The country is one of the countries most affected by natural disasters. It had six of the world's top 10 deadliest natural disasters. The top three hit China hardest: 

  • 1931 China floods (death toll up to 4 million)
  • 1887 "Yellow River" flood (death toll up to 2 million)
  • 1556 Shaanxi earthquake (death toll 0.83 million)

Harvard economist Yukon Huang, also former country director of the World Bank in China, has said conventional wisdom on China is "often wrong".

In his book, Cracking the China Conundrum" Huang laid down an in-depth analysis of the dynamics at play in China’s economic growth and sheds light on why so many China watchers have missed the big story.

Will China’s rapid growth and transition towards a market-oriented economic system — coupled with a major disaster — lead to massive changes to the Chinese political and social system?

Huang does not believe so.

Even if growth slows, or goes into negative territory, he said the economy remains fundamentally sound. A mighty China, which makes most of the things the world needs, is something the world must learn to accept —  or match with innovation, he said.

Local protests, which the Chinese Communist Party count in the thousands each year, does not erode the party’s power, argues the Harvard professor. Instead, he explained, the protests tend to be about domestic issues or localised corruption: in reality, they are appeals to the central government in Biejing, to intervene, make things better and save the day.

Li Wenliang
“We deeply mourn the death of Wuhan doctor Li Wenliang ... After all-effort rescue, Li passed away,” the ruling Communist Party’s People’s Daily said on Twitter. Social media users called Li a hero, accusing authorities of incompetence. “Wuhan indeed owes Li Wenliang an apology,” Hu Xijin, editor of the government-backed Global Times tabloid, said on social media. “Wuhan and Hubei officials also owe a solemn apology to the people of Hubei and this country.” Li’s death was a “tragic reminder” of how China’s preoccupation with maintaining stability drives it to suppress vital information, Nicholas Bequelin, Southeast Asia regional director for Amnesty International said. Image Credit: Social Media

That seems to be what had happened in Wuhan, community protests led to the dismissal of the city government leaders who initially tried to silence the local doctors who blew the whistle on the coronavirus.

And the bold moves by local executives who replaced them seems to have made things better in the city, even as the world struggles to cope with the disaster that jumped from its bosom.

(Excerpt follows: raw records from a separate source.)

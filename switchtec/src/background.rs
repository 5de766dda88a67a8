// SPDX-License-Identifier: MIT
// Copyright (c) 2026 ADNT Sarl <info@adnt.io>

//! Tracking of long-running commands executing on the controller.
//!
//! A command such as a firmware download returns before the controller has
//! finished with it. Its progress is read back by re-issuing the same
//! opcode with the status sub-command.

use std::thread;
use std::time::{Duration, Instant};

use switchtec_common::protocol::{bg_status_request, BG_STATUS_RESP_LEN, MRPC_FWDNLD};
use switchtec_common::BackgroundStatus;
use tracing::trace;

use crate::device::{Device, PollConfig};
use crate::error::{Error, Result};

/// One status reading.
#[derive(Debug, Clone, Copy, PartialEq, Eq)]
pub struct BackgroundPoll {
    pub status: BackgroundStatus,
    /// Command-specific state byte (the download status for downloads).
    pub detail: u8,
}

/// Polls the background state of one command family.
#[derive(Debug, Clone, Copy)]
pub struct BackgroundTracker<'a> {
    dev: &'a Device,
    opcode: u32,
}

impl<'a> BackgroundTracker<'a> {
    pub fn new(dev: &'a Device, opcode: u32) -> Self {
        Self { dev, opcode }
    }

    pub fn firmware_download(dev: &'a Device) -> Self {
        Self::new(dev, MRPC_FWDNLD)
    }

    /// Query once without waiting.
    pub fn poll_once(&self) -> Result<BackgroundPoll> {
        let resp = self.dev.call(self.opcode, &bg_status_request(), BG_STATUS_RESP_LEN)?;
        let poll = BackgroundPoll {
            detail: resp[0],
            status: BackgroundStatus::from_code(resp[1]),
        };
        trace!(opcode = self.opcode, ?poll, "background status");
        Ok(poll)
    }

    /// Poll until the command is done or has failed.
    ///
    /// A busy controller counts as still in progress. After `timeout` a
    /// `Timeout` error is returned and the command is left running.
    pub fn wait(&self, interval: Duration, timeout: Duration) -> Result<BackgroundPoll> {
        self.wait_until(PollConfig { interval, timeout }, |poll| {
            Ok(poll.status.is_finished())
        })
    }

    /// Poll until `done` accepts a reading or returns an error.
    pub fn wait_until<F>(&self, cfg: PollConfig, mut done: F) -> Result<BackgroundPoll>
    where
        F: FnMut(&BackgroundPoll) -> Result<bool>,
    {
        let deadline = Instant::now() + cfg.timeout;

        loop {
            match self.poll_once() {
                Ok(poll) => {
                    if done(&poll)? {
                        return Ok(poll);
                    }
                }
                Err(err) if err.is_retryable() => {}
                Err(err) => return Err(err),
            }

            let now = Instant::now();
            if now >= deadline {
                return Err(Error::Timeout {
                    after: cfg.timeout,
                    last: None,
                });
            }
            thread::sleep(cfg.interval.min(deadline - now));
        }
    }
}
// SPDX-License-Identifier: MIT
// Copyright (c) 2026 ADNT Sarl <info@adnt.io>

//! In-memory switch controller used by the integration tests.

#![allow(dead_code)]

use std::collections::{HashMap, VecDeque};
use std::io;
use std::sync::{Arc, Mutex};
use std::time::Duration;

use switchtec::common::evcntr::{
    EVCNTR_GET, EVCNTR_GET_BOTH, EVCNTR_GET_SETUP, EVCNTR_HDR_LEN, EVCNTR_SETUP,
};
use switchtec::common::image::ImageFooter;
use switchtec::common::link::PortRecord;
use switchtec::common::protocol::*;
use switchtec::{BackgroundStatus, CounterSetup, Device, DownloadStatus, PollConfig, Transport};

/// MRPC return code for an opcode the simulator does not implement.
pub const ERR_CMD_INVALID: u32 = 0x64001;

pub const FLASH_SIZE: usize = 0x30000;

/// (type, start, len) of the simulated flash layout.
pub const LAYOUT: [(u8, u32, u32); 8] = [
    (0x0, 0x0000_0000, 0x1000),
    (0x1, 0x0000_1000, 0x1000),
    (0x2, 0x0000_2000, 0x1000),
    (0x3, 0x0001_0000, 0x8000),
    (0x4, 0x0002_0000, 0x2000),
    (0x5, 0x0002_2000, 0x2000),
    (0x6, 0x0002_4000, 0x1000),
    (0x7, 0x0001_8000, 0x8000),
];

pub struct SimState {
    pub submissions: Vec<(u32, Vec<u8>)>,
    pending: Option<Vec<u8>>,
    pub overlapping_submits: u32,

    pub flash: Vec<u8>,
    pub partitions: HashMap<u8, PartitionEntry>,

    pub download: Vec<u8>,
    pub download_started: bool,
    pub dont_activate: Option<bool>,
    pub dl_status: DownloadStatus,
    pub bg_status: BackgroundStatus,
    /// Status replies served after the first download block, in order.
    pub script: VecDeque<(DownloadStatus, BackgroundStatus)>,
    pub toggles: Vec<(bool, bool)>,

    pub counters: Vec<Vec<(CounterSetup, u32)>>,
    pub ports: Vec<PortRecord>,

    pub busy_submits: u32,
    pub short_reply: bool,
    pub resets: u32,
}

#[derive(Clone)]
pub struct SimController {
    pub state: Arc<Mutex<SimState>>,
}

impl SimController {
    pub fn new() -> Self {
        let partitions = LAYOUT
            .iter()
            .map(|&(ty, start, len)| {
                (
                    ty,
                    PartitionEntry {
                        part_start: start,
                        part_len: len,
                        active: matches!(ty, 0x3 | 0x4),
                        valid: false,
                    },
                )
            })
            .collect();

        let mut ports = vec![PortRecord::unpopulated(); MAX_PORTS];
        ports[0] = PortRecord {
            phys_port_id: 0,
            partition: 0,
            log_port_id: 0,
            stack_port: 0x00,
            cfg_width: 16,
            neg_width: 16,
            upstream: true,
            linkup_linkrate: 0x80 | 4,
            ltssm: 0x0103,
        };

        Self {
            state: Arc::new(Mutex::new(SimState {
                submissions: Vec::new(),
                pending: None,
                overlapping_submits: 0,
                flash: vec![0xFF; FLASH_SIZE],
                partitions,
                download: Vec::new(),
                download_started: false,
                dont_activate: None,
                dl_status: DownloadStatus::Ready,
                bg_status: BackgroundStatus::NotStarted,
                script: VecDeque::new(),
                toggles: Vec::new(),
                counters: vec![vec![(CounterSetup::default(), 0); MAX_EVENT_COUNTERS]; MAX_STACKS],
                ports,
                busy_submits: 0,
                short_reply: false,
                resets: 0,
            })),
        }
    }

    /// A device on this simulator that polls without delay.
    pub fn device(&self) -> Device {
        Device::with_transport("sim", self.clone()).with_poll_config(PollConfig {
            interval: Duration::from_millis(1),
            timeout: Duration::from_millis(200),
        })
    }

    pub fn with<R>(&self, f: impl FnOnce(&mut SimState) -> R) -> R {
        f(&mut self.state.lock().unwrap())
    }

    pub fn submission_count(&self) -> usize {
        self.with(|s| s.submissions.len())
    }

    pub fn opcodes(&self) -> Vec<u32> {
        self.with(|s| s.submissions.iter().map(|(op, _)| *op).collect())
    }

    /// Write `payload` plus a valid footer into the partition of `ty`.
    pub fn install_image(&self, ty: u8, payload: &[u8], version: u32) -> ImageFooter {
        let footer = ImageFooter::seal(payload, 0xA000_0000, version).unwrap();
        self.with(|s| {
            let part = s.partitions.get_mut(&ty).unwrap();
            part.valid = true;
            let start = part.part_start as usize;
            let end = start + part.part_len as usize;
            s.flash[start..start + payload.len()].copy_from_slice(payload);
            s.flash[end - footer.to_bytes().len()..end].copy_from_slice(&footer.to_bytes());
        });
        footer
    }

    pub fn set_ports(&self, records: &[PortRecord]) {
        self.with(|s| {
            s.ports = vec![PortRecord::unpopulated(); MAX_PORTS];
            s.ports[..records.len()].copy_from_slice(records);
        });
    }

    pub fn script(&self, steps: &[(DownloadStatus, BackgroundStatus)]) {
        self.with(|s| s.script.extend(steps.iter().copied()));
    }
}

impl Transport for SimController {
    fn submit(&mut self, opcode: u32, payload: &[u8]) -> io::Result<()> {
        let mut s = self.state.lock().unwrap();
        if s.pending.is_some() {
            s.overlapping_submits += 1;
        }
        if s.busy_submits > 0 {
            s.busy_submits -= 1;
            return Err(io::Error::new(io::ErrorKind::ResourceBusy, "busy"));
        }

        s.submissions.push((opcode, payload.to_vec()));
        let (code, data) = s.execute(opcode, payload);

        let mut resp = code.to_le_bytes().to_vec();
        resp.extend_from_slice(&data);
        if s.short_reply {
            resp.truncate(resp.len().saturating_sub(1).max(4));
        }
        s.pending = Some(resp);
        Ok(())
    }

    fn read_response(&mut self, buf: &mut [u8]) -> io::Result<usize> {
        let mut s = self.state.lock().unwrap();
        let resp = s
            .pending
            .take()
            .ok_or_else(|| io::Error::new(io::ErrorKind::Other, "no command pending"))?;
        let n = resp.len().min(buf.len());
        buf[..n].copy_from_slice(&resp[..n]);
        Ok(n)
    }
}

impl SimState {
    fn execute(&mut self, opcode: u32, payload: &[u8]) -> (u32, Vec<u8>) {
        match opcode {
            MRPC_ECHO => {
                let v = u32::from_le_bytes(payload[..4].try_into().unwrap());
                (0, (!v).to_le_bytes().to_vec())
            }
            MRPC_RESET => {
                self.resets += 1;
                (0, Vec::new())
            }
            MRPC_FWDNLD => self.fwdnld(payload),
            MRPC_RD_FLASH => {
                let addr = u32::from_le_bytes(payload[0..4].try_into().unwrap()) as usize;
                let len = u32::from_le_bytes(payload[4..8].try_into().unwrap()) as usize;
                let data = (addr..addr + len)
                    .map(|a| self.flash.get(a).copied().unwrap_or(0xFF))
                    .collect();
                (0, data)
            }
            MRPC_PART_INFO => match self.partitions.get(&payload[1]) {
                Some(entry) => (0, entry.to_bytes().to_vec()),
                None => (ERR_CMD_INVALID, Vec::new()),
            },
            MRPC_EVCNTR => self.evcntr(payload),
            MRPC_LNKSTAT => (0, self.ports.iter().flat_map(|p| p.to_bytes()).collect()),
            _ => (ERR_CMD_INVALID, Vec::new()),
        }
    }

    fn fwdnld(&mut self, payload: &[u8]) -> (u32, Vec<u8>) {
        match payload[0] {
            FWDNLD_GET_STATUS => {
                if self.download_started || !self.toggles.is_empty() {
                    if let Some((dl, bg)) = self.script.pop_front() {
                        self.dl_status = dl;
                        self.bg_status = bg;
                    }
                }
                (0, vec![self.dl_status.code(), self.bg_status.code(), 0, 0])
            }
            FWDNLD_DOWNLOAD => {
                let hdr = DownloadBlockHeader::from_bytes(payload).unwrap();
                let data = &payload[FWDNLD_HDR_LEN..];
                assert_eq!(data.len(), hdr.block_len as usize);

                self.download_started = true;
                self.dont_activate = Some(hdr.dont_activate);
                if hdr.offset as usize != self.download.len() {
                    self.dl_status = DownloadStatus::OffsetIncorrect;
                    self.bg_status = BackgroundStatus::Done;
                    return (0, Vec::new());
                }
                self.download.extend_from_slice(data);

                self.dl_status = if self.download.len() == hdr.image_len as usize {
                    DownloadStatus::Complete
                } else {
                    DownloadStatus::InProgress
                };
                self.bg_status = BackgroundStatus::Done;
                (0, Vec::new())
            }
            FWDNLD_TOGGLE => {
                let (fw, cfg) = (payload[1] != 0, payload[2] != 0);
                self.toggles.push((fw, cfg));
                if fw {
                    self.flip(0x3, 0x7);
                }
                if cfg {
                    self.flip(0x4, 0x5);
                }
                self.dl_status = if fw {
                    DownloadStatus::ActivatedFirmware
                } else {
                    DownloadStatus::ActivatedData
                };
                self.bg_status = BackgroundStatus::Done;
                (0, Vec::new())
            }
            _ => (ERR_CMD_INVALID, Vec::new()),
        }
    }

    fn flip(&mut self, a: u8, b: u8) {
        for ty in [a, b] {
            let part = self.partitions.get_mut(&ty).unwrap();
            part.active = !part.active;
        }
    }

    fn evcntr(&mut self, payload: &[u8]) -> (u32, Vec<u8>) {
        let (sub, stack, first, count) = (
            payload[0],
            payload[1] as usize,
            payload[2] as usize,
            payload[3] as usize,
        );
        let slots = &mut self.counters[stack][first..first + count];

        match sub {
            EVCNTR_SETUP => {
                let setup = CounterSetup::from_bytes(&payload[EVCNTR_HDR_LEN..]).unwrap();
                slots[0].0 = setup;
                (0, Vec::new())
            }
            EVCNTR_GET | EVCNTR_GET_SETUP | EVCNTR_GET_BOTH => {
                let clear = payload[EVCNTR_HDR_LEN] != 0;
                let mut out = Vec::new();
                for (setup, cnt) in slots.iter_mut() {
                    if sub != EVCNTR_GET {
                        out.extend_from_slice(&setup.to_bytes());
                    }
                    if sub != EVCNTR_GET_SETUP {
                        out.extend_from_slice(&cnt.to_le_bytes());
                    }
                    if clear {
                        *cnt = 0;
                    }
                }
                (0, out)
            }
            _ => (ERR_CMD_INVALID, Vec::new()),
        }
    }
}
// SPDX-License-Identifier: MIT
// Copyright (c) 2026 ADNT Sarl <info@adnt.io>

//! Common types and wire encodings for Switchtec PCIe switch management.
//!
//! This crate supports both `no_std` and `std` (host) environments:
//! - Default: `no_std` mode, usable from controller-side tooling
//! - `std` feature: Enables `std` support for host tools
//!
//! Nothing here performs I/O. The host library in the `switchtec` crate
//! moves these encodings over the MRPC command channel.

#![cfg_attr(not(feature = "std"), no_std)]

pub mod evcntr;
pub mod image;
pub mod link;
pub mod protocol;

use thiserror::Error;

// Re-export commonly used types
pub use evcntr::{CounterSetup, EventTypeMask, EVENT_TYPES};
pub use image::{ImageError, ImageFooter, ImageHeader, ImageType};
pub use link::PortRecord;
pub use protocol::{BackgroundStatus, DownloadStatus};
pub use protocol::{
    MAX_EVENT_COUNTERS, MAX_PARTS, MAX_PORTS, MAX_STACKS, MRPC_MAX_DATA_LEN,
};

/// A response record from the controller that could not be decoded.
#[derive(Debug, Clone, Copy, PartialEq, Eq, Error)]
pub enum DecodeError {
    #[error("record too short: need {need} bytes, got {got}")]
    Truncated { need: usize, got: usize },
    #[error("unknown {what} code {code:#x}")]
    UnknownCode { what: &'static str, code: u32 },
    #[error("reserved bits set in {what}: {bits:#x}")]
    ReservedBits { what: &'static str, bits: u64 },
}

/// Read a little-endian u32 at `off`. Caller guarantees the bounds.
pub(crate) fn le_u32(buf: &[u8], off: usize) -> u32 {
    u32::from_le_bytes([buf[off], buf[off + 1], buf[off + 2], buf[off + 3]])
}

pub(crate) fn le_u16(buf: &[u8], off: usize) -> u16 {
    u16::from_le_bytes([buf[off], buf[off + 1]])
}

pub(crate) fn ensure_len(buf: &[u8], need: usize) -> Result<(), DecodeError> {
    if buf.len() < need {
        return Err(DecodeError::Truncated {
            need,
            got: buf.len(),
        });
    }
    Ok(())
}
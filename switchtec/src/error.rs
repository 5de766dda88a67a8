// SPDX-License-Identifier: MIT
// Copyright (c) 2026 ADNT Sarl <info@adnt.io>

//! Error types for switch management operations.

use std::io;
use std::time::Duration;

use switchtec_common::{DecodeError, DownloadStatus, ImageError};
use thiserror::Error;

/// Result type alias for switch operations.
pub type Result<T> = std::result::Result<T, Error>;

/// Broad class of an [`Error`], used to decide how a caller reacts.
#[derive(Debug, Clone, Copy, PartialEq, Eq)]
pub enum ErrorKind {
    /// The command channel itself failed.
    Transport,
    /// The controller answered with something malformed or undersized.
    Protocol,
    /// The controller is still busy with an earlier long-running command.
    Busy,
    /// The request was rejected before anything was sent.
    Validation,
    /// A firmware image failed its magic, length or CRC checks.
    Format,
    /// The controller reported an unrecoverable condition.
    Hardware,
    /// A polling deadline expired.
    Timeout,
}

#[derive(Debug, Error)]
pub enum Error {
    #[error("device {name} has been closed")]
    Closed { name: String },

    #[error("I/O error on command channel: {source}")]
    Io {
        #[from]
        source: io::Error,
    },

    #[error("short response to command {opcode:#x}: expected {expected} bytes, got {actual}")]
    ShortResponse {
        opcode: u32,
        expected: usize,
        actual: usize,
    },

    #[error("malformed response to command {opcode:#x}: {source}")]
    Malformed { opcode: u32, source: DecodeError },

    #[error("echo mismatch: sent {sent:#010x}, expected {expected:#010x}, got {received:#010x}")]
    EchoMismatch {
        sent: u32,
        expected: u32,
        received: u32,
    },

    #[error("controller is busy with a previous command")]
    Busy,

    #[error("command {opcode:#x} failed with controller code {code:#x}")]
    Mrpc { opcode: u32, code: u32 },

    #[error("{what} {value} out of range (must be below {limit})")]
    OutOfRange {
        what: &'static str,
        value: u64,
        limit: u64,
    },

    #[error("payload of {len} bytes exceeds the {max} byte MRPC limit")]
    PayloadTooLarge { len: usize, max: usize },

    #[error("invalid request: {0}")]
    InvalidRequest(&'static str),

    #[error(transparent)]
    Image(#[from] ImageError),

    #[error("firmware download rejected: {0}")]
    DownloadRejected(DownloadStatus),

    #[error("controller hardware error (download status: {status}, background code {code:#04x})")]
    Hardware { status: DownloadStatus, code: u8 },

    #[error("timed out after {after:?}{}", last_status(.last))]
    Timeout {
        after: Duration,
        last: Option<DownloadStatus>,
    },
}

impl Error {
    pub fn kind(&self) -> ErrorKind {
        match self {
            Self::Closed { .. } | Self::Io { .. } => ErrorKind::Transport,
            Self::ShortResponse { .. } | Self::Malformed { .. } | Self::EchoMismatch { .. } => {
                ErrorKind::Protocol
            }
            Self::Busy => ErrorKind::Busy,
            Self::OutOfRange { .. } | Self::PayloadTooLarge { .. } | Self::InvalidRequest(_) => {
                ErrorKind::Validation
            }
            Self::Image(_) | Self::DownloadRejected(_) => ErrorKind::Format,
            Self::Mrpc { .. } | Self::Hardware { .. } => ErrorKind::Hardware,
            Self::Timeout { .. } => ErrorKind::Timeout,
        }
    }

    /// Only a busy controller is worth asking again.
    pub fn is_retryable(&self) -> bool {
        self.kind() == ErrorKind::Busy
    }

    pub(crate) fn out_of_range(what: &'static str, value: impl Into<u64>, limit: usize) -> Self {
        Self::OutOfRange {
            what,
            value: value.into(),
            limit: limit as u64,
        }
    }
}

fn last_status(last: &Option<DownloadStatus>) -> String {
    match last {
        Some(status) => format!(" (last status: {status})"),
        None => String::new(),
    }
}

  • The coronavirus pandemic emerged in Wuhan, and went on tormenting the rest of the world.
  • Pandemics had occurred in the past, including the Spanish Flu, which killed multiple-fold millions more (1918-20), as well as Ebola (1976, re-emerged in 1994), SARS (2002), and MERS (2012).
  • If reports about Wuhan’s turnaround is true, and can be verified, then the city may have indeed demonstrated what it takes to overcome a plague.
  • Even in today’s hyperconnected world, certain situations can remain shrouded in darkness, even those that directly affect us all.
  • Instead of trade or travel, there is only torment — and an utter inability to comprehend why this is so.
  • Science cannot always explain everything here and now; it’s one of those things when all can do is lament.
  • With greater collaboration, scientists may be able to do ferret out the answers sooner, instead of later.
  • As we weep within, cocooned in frustrating self-isolation, so can we only wonder and beg for healing — of a world infected by virulent mistrust.
  • Perhaps, as Wuhan has demonstrated, out of this darkness, there will emerge a whole new world of possibilities, a reset of our common humanity.